Structural information of countercations embedded in zeolitic nanocavities is very important for various applications. Structural analysis by using diffraction method is not always applicable to identification of nonperiodic cationic sites. Therefore, atomic-scale imaging method must be advantageous for structural analysis of countercations. Spatial resolution of transmission electron microscopes has been improved drastically with an aberration-correction (AC) technique. State-of-the-art electron microscopes enable us to observe countercations directly. Imaging modes in transmission electron microscopes (TEMs) and scanning transmission electron microscopes (STEMs) should be selected adequately according to the type of countercations.

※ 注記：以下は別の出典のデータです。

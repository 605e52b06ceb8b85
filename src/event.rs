//! Hardware notifications and the driver's event channel

use core::cell::RefCell;

use critical_section::Mutex;
use heapless::Deque;
use usb_device::endpoint::EndpointAddress;

use crate::setup::SetupPacket;

/// Bus-level notifications
///
/// These never wait in the event channel. The driver forwards them to
/// [`Upstream::bus_event`](crate::Upstream::bus_event) as soon as the
/// hardware reports them.
#[derive(Clone, Copy, PartialEq, Eq, Debug)]
pub enum BusEvent {
    Reset,
    VbusReady,
    VbusRemoved,
    Suspend,
    Resume,
    StartOfFrame,
}

/// Outcome of a hardware transfer
#[derive(Clone, Copy, PartialEq, Eq, Debug)]
pub enum XferResult {
    Success,
    Failed,
    Stalled,
    Timeout,
}

/// A notification produced by the controller's interrupt handler
#[derive(Clone, Copy, PartialEq, Eq, Debug)]
pub enum HardwareEvent {
    Bus(BusEvent),
    /// A setup packet arrived on the control OUT endpoint
    SetupReceived(SetupPacket),
    /// A transfer started with [`HardwareOps::start_transfer`](crate::HardwareOps::start_transfer)
    /// is over
    ///
    /// `len` counts the bytes actually moved.
    TransferComplete {
        ep: EndpointAddress,
        result: XferResult,
        len: usize,
    },
}

/// A unit of work for the [`Worker`](crate::Worker)
#[derive(Clone, Copy, PartialEq, Eq, Debug)]
pub(crate) enum Event {
    Hardware(HardwareEvent),
    /// Start the next queued transfer for the endpoint
    Transfer(EndpointAddress),
    /// Perform the status IN stage of the active control transfer
    Status,
}

/// The default event channel depth
pub const DEFAULT_QUEUE_DEPTH: usize = 8;

/// Bounded, interrupt-safe FIFO of events
///
/// Any context may post without blocking. If the channel is full, the
/// event is dropped and counted.
pub(crate) struct EventChannel<const N: usize> {
    events: Mutex<RefCell<Deque<Event, N>>>,
    dropped: Mutex<RefCell<u32>>,
}

impl<const N: usize> EventChannel<N> {
    pub const fn new() -> Self {
        EventChannel {
            events: Mutex::new(RefCell::new(Deque::new())),
            dropped: Mutex::new(RefCell::new(0)),
        }
    }

    /// Returns `false` if the channel was full, and the event was dropped.
    pub fn post(&self, event: Event) -> bool {
        let posted = critical_section::with(|cs| {
            let accepted = self.events.borrow_ref_mut(cs).push_back(event).is_ok();
            if !accepted {
                let mut dropped = self.dropped.borrow_ref_mut(cs);
                *dropped = dropped.saturating_add(1);
            }
            accepted
        });
        if !posted {
            warn!("event channel full, dropped an event");
        }
        posted
    }

    pub fn recv(&self) -> Option<Event> {
        critical_section::with(|cs| self.events.borrow_ref_mut(cs).pop_front())
    }

    pub fn len(&self) -> usize {
        critical_section::with(|cs| self.events.borrow_ref(cs).len())
    }

    pub fn dropped(&self) -> u32 {
        critical_section::with(|cs| *self.dropped.borrow_ref(cs))
    }
}

#[cfg(test)]
mod test {
    use super::{BusEvent, Event, EventChannel, HardwareEvent};
    use usb_device::{endpoint::EndpointAddress, UsbDirection};

    #[test]
    fn fifo_order() {
        let channel: EventChannel<4> = EventChannel::new();
        let ep = EndpointAddress::from_parts(1, UsbDirection::In);
        assert!(channel.post(Event::Transfer(ep)));
        assert!(channel.post(Event::Status));
        assert!(channel.post(Event::Hardware(HardwareEvent::Bus(BusEvent::Reset))));
        assert_eq!(channel.len(), 3);

        assert_eq!(channel.recv(), Some(Event::Transfer(ep)));
        assert_eq!(channel.recv(), Some(Event::Status));
        assert_eq!(
            channel.recv(),
            Some(Event::Hardware(HardwareEvent::Bus(BusEvent::Reset)))
        );
        assert_eq!(channel.recv(), None);
    }

    #[test]
    fn drop_when_full() {
        let channel: EventChannel<2> = EventChannel::new();
        assert!(channel.post(Event::Status));
        assert!(channel.post(Event::Status));
        assert!(!channel.post(Event::Status));
        assert!(!channel.post(Event::Status));
        assert_eq!(channel.dropped(), 2);
        assert_eq!(channel.len(), 2);

        channel.recv();
        assert!(channel.post(Event::Status));
        assert_eq!(channel.dropped(), 2);
    }
}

キーワード:ゼオライト;カウンターカチオン;収差補正透過電子顕微鏡;収差補正走査透過電子顕微鏡

Key words: zeolites; countercations; AC-TEM; AC-STEM

1. はじめに

多孔質セラミックスであるゼオライトの様々な応用において利用されるその特性は,構造が直接的に関与している場合が多いと考えられる。特に細孔内に含まれるカウンターカチオンが機能性部位になる際には,細孔内のどのサイトにカウンターカチオンが位置するかといったことが大きく関与することとなる。例えばカウンターカチオンを触媒活性サイトとして機能させる場合1–4),吸着分子とカウンターカチオンは十分に相互作用可能な位置関係におかれる必要があり,吸着分子がアクセスできないサイトに位置したカチオンは機能しないこととなる。改めて述べるまでもなくゼオライトの構造解析ではX線などによる回折法が重要な手法5–7)として用いられているが,カウンターカチオンは必ずしも周期的に位置していないため構造情報を得ることが困難な場合も多い。これに対して局所構造を原子スケール直接観察が可能となる透過型電子顕微鏡(Transmission Electron Microscope: TEM)観察は今日の材料科学において非常に強力な手法ではあるが,ゼオライトでは電子線照射損傷における制限から,解析レベルがある程度制限されていた8–10)。しかし一方で近年の電子顕微鏡装置の性能向上は著しく,ゼオライト構造観察技術も大きく進展してきている。特に収差補正(Aberration Correction: AC)技術の確立11–13)は電子光学における大きなブレイクスルーとなり,図1に示すように空間分解能は大きく向上した14,15)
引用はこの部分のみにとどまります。